• **What you are asked to do**:
Reproduce the listing exactly, so that no line differs from the original.

• **Input for this task**:
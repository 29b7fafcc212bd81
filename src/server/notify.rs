//! Delivery of out-of-band messages to Discord users.

use crate::errors::{Error, Result};
use async_trait::async_trait;
use poise::serenity_prelude as serenity;
use std::sync::Arc;

/// Sends a direct message to a Discord user
#[async_trait]
pub trait Notifier: Send + Sync {
    /// Delivers `message` to the user with snowflake `discord_id`.
    async fn notify(&self, discord_id: &str, message: &str) -> Result<()>;
}

/// Sends DMs through the bot's REST client.
pub struct DiscordNotifier {
    http: Arc<serenity::Http>,
}

impl DiscordNotifier {
    /// Wraps the serenity REST client of the running bot.
    #[must_use]
    pub const fn new(http: Arc<serenity::Http>) -> Self {
        Self { http }
    }
}

#[async_trait]
impl Notifier for DiscordNotifier {
    async fn notify(&self, discord_id: &str, message: &str) -> Result<()> {
        let id = discord_id
            .parse::<u64>()
            .ok()
            .filter(|id| *id != 0)
            .ok_or_else(|| Error::Config {
                message: format!("Invalid Discord user ID: {discord_id}"),
            })?;
        serenity::UserId::new(id)
            .direct_message(&*self.http, serenity::CreateMessage::new().content(message))
            .await?;
        Ok(())
    }
}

• **Solution to this problem**:
repository 29b7fafcc212bd81
filename src/server/notify.rs
//! Delivery of out-of-band messages to Discord users.

use crate::errors::{Error, Result};
use async_trait::async_trait;
use poise::serenity_prelude as serenity;
use std::sync::Arc;

/// Sends a direct message to a Discord user
#[async_trait]
pub trait Notifier: Send + Sync {
    /// Delivers `message` to the user with snowflake `discord_id`.
    async fn notify(&self, discord_id: &str, message: &str) -> Result<()>;
}

/// Sends DMs through the bot's REST client.
pub struct DiscordNotifier {
    http: Arc<serenity::Http>,
}

impl DiscordNotifier {
    /// Wraps the serenity REST client of the running bot.
    #[must_use]
    pub const fn new(http: Arc<serenity::Http>) -> Self {
        Self { http }
    }
}

#[async_trait]
impl Notifier for DiscordNotifier {
    async fn notify(&self, discord_id: &str, message: &str) -> Result<()> {
        let id = discord_id
            .parse::<u64>()
            .ok()
            .filter(|id| *id != 0)
            .ok_or_else(|| Error::Config {
                message: format!("Invalid Discord user ID: {discord_id}"),
            })?;
        serenity::UserId::new(id)
            .direct_message(&*self.http, serenity::CreateMessage::new().content(message))
            .await?;
        Ok(())
    }
}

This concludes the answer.